Excerpts from a dataset:
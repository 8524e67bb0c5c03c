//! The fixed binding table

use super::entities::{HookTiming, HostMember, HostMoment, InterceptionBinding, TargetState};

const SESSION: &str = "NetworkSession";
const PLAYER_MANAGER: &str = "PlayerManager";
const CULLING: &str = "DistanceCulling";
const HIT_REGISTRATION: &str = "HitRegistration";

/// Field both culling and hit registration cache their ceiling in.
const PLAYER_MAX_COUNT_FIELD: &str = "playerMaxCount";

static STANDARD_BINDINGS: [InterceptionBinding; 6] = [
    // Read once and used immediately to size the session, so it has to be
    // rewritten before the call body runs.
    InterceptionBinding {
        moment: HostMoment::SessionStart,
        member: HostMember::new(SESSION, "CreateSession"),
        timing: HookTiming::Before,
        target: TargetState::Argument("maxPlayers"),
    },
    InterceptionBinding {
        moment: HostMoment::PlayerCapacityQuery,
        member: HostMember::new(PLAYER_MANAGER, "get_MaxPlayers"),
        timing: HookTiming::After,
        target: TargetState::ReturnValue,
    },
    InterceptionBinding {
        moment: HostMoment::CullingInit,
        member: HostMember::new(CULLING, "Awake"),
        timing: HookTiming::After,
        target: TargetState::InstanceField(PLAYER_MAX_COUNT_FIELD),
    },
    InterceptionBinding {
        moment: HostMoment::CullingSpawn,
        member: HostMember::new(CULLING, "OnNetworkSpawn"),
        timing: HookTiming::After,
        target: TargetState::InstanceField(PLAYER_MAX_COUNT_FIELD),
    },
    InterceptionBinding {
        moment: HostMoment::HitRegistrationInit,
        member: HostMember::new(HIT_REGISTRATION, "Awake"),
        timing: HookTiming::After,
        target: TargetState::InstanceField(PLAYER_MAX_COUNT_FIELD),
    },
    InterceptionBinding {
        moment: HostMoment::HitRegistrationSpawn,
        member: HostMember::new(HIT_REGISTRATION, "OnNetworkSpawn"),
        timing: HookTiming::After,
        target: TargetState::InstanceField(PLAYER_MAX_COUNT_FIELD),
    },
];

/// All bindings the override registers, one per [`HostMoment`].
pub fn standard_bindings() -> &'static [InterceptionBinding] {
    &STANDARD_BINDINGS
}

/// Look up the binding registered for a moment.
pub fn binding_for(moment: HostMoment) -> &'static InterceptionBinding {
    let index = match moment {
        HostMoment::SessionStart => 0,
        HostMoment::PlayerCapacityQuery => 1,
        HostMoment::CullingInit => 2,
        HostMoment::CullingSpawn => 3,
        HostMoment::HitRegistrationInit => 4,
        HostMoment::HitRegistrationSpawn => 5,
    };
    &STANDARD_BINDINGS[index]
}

--

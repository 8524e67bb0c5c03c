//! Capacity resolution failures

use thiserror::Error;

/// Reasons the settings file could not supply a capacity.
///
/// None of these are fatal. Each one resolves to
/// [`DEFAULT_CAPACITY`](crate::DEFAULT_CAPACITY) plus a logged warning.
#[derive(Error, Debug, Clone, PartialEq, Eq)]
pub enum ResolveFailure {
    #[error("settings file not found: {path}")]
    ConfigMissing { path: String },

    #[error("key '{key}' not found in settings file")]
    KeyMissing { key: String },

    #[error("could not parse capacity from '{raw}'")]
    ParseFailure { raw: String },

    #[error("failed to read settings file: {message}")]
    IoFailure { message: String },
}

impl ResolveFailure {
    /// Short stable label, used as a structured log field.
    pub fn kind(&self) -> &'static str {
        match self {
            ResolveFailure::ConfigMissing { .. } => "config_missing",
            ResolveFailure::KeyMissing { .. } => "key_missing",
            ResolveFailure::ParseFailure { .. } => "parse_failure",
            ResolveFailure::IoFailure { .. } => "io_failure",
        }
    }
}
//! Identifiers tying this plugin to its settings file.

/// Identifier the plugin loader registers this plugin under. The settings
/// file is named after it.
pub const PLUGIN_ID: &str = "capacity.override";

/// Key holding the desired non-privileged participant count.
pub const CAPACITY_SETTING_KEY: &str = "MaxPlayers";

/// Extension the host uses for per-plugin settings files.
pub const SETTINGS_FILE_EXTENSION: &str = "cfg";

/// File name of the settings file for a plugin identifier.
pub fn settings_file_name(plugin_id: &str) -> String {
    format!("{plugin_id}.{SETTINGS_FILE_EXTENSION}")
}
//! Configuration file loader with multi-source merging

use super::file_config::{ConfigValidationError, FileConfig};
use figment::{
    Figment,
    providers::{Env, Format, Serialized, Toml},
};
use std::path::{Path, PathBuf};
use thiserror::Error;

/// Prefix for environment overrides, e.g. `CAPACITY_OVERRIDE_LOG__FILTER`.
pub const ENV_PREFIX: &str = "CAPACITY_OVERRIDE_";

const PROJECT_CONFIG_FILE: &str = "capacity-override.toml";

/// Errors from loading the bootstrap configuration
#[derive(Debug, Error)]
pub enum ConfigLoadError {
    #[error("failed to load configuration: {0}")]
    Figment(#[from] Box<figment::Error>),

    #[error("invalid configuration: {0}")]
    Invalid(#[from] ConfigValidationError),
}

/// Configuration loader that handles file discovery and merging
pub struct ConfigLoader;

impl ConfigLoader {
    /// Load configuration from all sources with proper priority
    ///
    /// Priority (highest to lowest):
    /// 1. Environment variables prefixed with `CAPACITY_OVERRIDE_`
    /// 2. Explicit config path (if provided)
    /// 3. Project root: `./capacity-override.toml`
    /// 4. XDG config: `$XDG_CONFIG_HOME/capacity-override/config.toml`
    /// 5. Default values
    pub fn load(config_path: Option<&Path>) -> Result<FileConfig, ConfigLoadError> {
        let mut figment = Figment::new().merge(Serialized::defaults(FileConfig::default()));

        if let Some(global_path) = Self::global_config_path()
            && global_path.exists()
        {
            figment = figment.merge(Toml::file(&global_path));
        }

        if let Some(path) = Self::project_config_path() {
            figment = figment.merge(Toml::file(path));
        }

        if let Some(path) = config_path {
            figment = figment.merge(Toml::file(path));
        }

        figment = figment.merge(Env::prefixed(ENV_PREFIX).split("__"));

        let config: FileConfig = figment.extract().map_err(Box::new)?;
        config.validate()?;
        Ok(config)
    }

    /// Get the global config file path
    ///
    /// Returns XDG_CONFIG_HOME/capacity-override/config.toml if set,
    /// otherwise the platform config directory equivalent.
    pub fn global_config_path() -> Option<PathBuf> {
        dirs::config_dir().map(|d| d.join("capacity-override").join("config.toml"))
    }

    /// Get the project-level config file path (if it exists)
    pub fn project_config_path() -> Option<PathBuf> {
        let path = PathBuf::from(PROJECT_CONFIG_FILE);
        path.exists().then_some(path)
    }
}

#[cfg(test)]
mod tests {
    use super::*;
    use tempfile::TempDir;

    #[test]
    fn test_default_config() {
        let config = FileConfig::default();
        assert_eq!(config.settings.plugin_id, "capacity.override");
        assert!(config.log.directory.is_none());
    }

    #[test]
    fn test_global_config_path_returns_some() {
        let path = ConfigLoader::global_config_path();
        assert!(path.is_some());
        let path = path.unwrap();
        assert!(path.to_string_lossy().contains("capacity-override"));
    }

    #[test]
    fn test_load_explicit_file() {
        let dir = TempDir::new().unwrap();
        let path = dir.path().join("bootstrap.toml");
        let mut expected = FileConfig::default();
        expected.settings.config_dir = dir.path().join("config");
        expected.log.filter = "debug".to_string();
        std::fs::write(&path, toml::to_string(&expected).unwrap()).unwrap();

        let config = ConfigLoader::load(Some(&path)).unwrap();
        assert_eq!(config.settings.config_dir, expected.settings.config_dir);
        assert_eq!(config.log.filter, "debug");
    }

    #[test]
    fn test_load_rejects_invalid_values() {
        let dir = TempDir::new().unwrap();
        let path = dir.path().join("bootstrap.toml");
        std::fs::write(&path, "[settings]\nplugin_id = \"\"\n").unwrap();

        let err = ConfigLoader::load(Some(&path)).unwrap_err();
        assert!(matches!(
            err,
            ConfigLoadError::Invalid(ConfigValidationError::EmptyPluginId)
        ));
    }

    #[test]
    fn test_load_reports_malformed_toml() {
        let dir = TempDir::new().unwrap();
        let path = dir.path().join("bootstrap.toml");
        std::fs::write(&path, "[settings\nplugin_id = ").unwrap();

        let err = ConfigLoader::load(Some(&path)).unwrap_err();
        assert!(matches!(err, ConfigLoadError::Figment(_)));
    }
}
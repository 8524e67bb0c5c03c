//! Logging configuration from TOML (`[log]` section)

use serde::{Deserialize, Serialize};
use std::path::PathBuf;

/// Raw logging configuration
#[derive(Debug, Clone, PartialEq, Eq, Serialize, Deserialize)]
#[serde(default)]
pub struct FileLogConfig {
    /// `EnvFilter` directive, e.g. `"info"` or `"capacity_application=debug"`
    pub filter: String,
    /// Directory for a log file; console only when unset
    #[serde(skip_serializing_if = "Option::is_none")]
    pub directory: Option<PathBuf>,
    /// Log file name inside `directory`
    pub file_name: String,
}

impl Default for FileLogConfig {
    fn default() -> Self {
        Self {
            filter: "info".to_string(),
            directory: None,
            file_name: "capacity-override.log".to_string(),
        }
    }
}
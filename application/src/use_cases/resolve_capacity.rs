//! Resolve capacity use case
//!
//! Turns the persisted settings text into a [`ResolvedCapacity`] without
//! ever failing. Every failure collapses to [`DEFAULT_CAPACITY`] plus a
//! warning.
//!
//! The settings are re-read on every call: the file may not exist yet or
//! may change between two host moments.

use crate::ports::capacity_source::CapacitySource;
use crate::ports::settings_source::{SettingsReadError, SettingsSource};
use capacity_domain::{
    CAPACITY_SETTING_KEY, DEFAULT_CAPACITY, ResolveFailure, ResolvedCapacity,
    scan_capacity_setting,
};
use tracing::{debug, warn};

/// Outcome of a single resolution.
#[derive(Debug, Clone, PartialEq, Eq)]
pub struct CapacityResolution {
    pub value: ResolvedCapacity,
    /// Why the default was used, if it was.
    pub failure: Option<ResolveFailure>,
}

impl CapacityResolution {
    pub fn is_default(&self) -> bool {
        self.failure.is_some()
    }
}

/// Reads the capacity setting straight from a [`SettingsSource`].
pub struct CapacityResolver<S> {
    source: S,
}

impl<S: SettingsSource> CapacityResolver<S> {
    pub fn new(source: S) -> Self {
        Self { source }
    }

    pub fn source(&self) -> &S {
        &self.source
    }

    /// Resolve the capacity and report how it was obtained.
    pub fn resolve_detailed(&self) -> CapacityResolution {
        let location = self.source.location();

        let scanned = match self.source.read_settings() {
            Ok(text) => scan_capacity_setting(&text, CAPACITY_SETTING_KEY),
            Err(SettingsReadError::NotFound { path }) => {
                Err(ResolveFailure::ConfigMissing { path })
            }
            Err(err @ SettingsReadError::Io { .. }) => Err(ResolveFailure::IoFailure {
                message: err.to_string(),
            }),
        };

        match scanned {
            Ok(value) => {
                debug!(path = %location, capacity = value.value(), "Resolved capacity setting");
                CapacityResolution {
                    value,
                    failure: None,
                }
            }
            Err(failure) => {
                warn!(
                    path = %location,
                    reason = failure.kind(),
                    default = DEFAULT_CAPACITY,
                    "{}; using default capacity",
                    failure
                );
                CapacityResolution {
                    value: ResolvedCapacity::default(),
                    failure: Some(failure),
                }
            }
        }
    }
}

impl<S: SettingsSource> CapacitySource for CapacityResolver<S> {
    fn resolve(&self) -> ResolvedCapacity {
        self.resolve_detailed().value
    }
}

= ASSIGNMENT =
Above are the entries. Copy exactly the part that opens with the line containing "pub enum ResolveFailure" and closes with the line containing "pub const PLUGIN_ID: &str", and no more.

= RESPONSE TO THIS TASK =
pub enum ResolveFailure {
    #[error("settings file not found: {path}")]
    ConfigMissing { path: String },

    #[error("key '{key}' not found in settings file")]
    KeyMissing { key: String },

    #[error("could not parse capacity from '{raw}'")]
    ParseFailure { raw: String },

    #[error("failed to read settings file: {message}")]
    IoFailure { message: String },
}

impl ResolveFailure {
    /// Short stable label, used as a structured log field.
    pub fn kind(&self) -> &'static str {
        match self {
            ResolveFailure::ConfigMissing { .. } => "config_missing",
            ResolveFailure::KeyMissing { .. } => "key_missing",
            ResolveFailure::ParseFailure { .. } => "parse_failure",
            ResolveFailure::IoFailure { .. } => "io_failure",
        }
    }
}
//! Identifiers tying this plugin to its settings file.

/// Identifier the plugin loader registers this plugin under. The settings
/// file is named after it.
pub const PLUGIN_ID: &str = "capacity.override";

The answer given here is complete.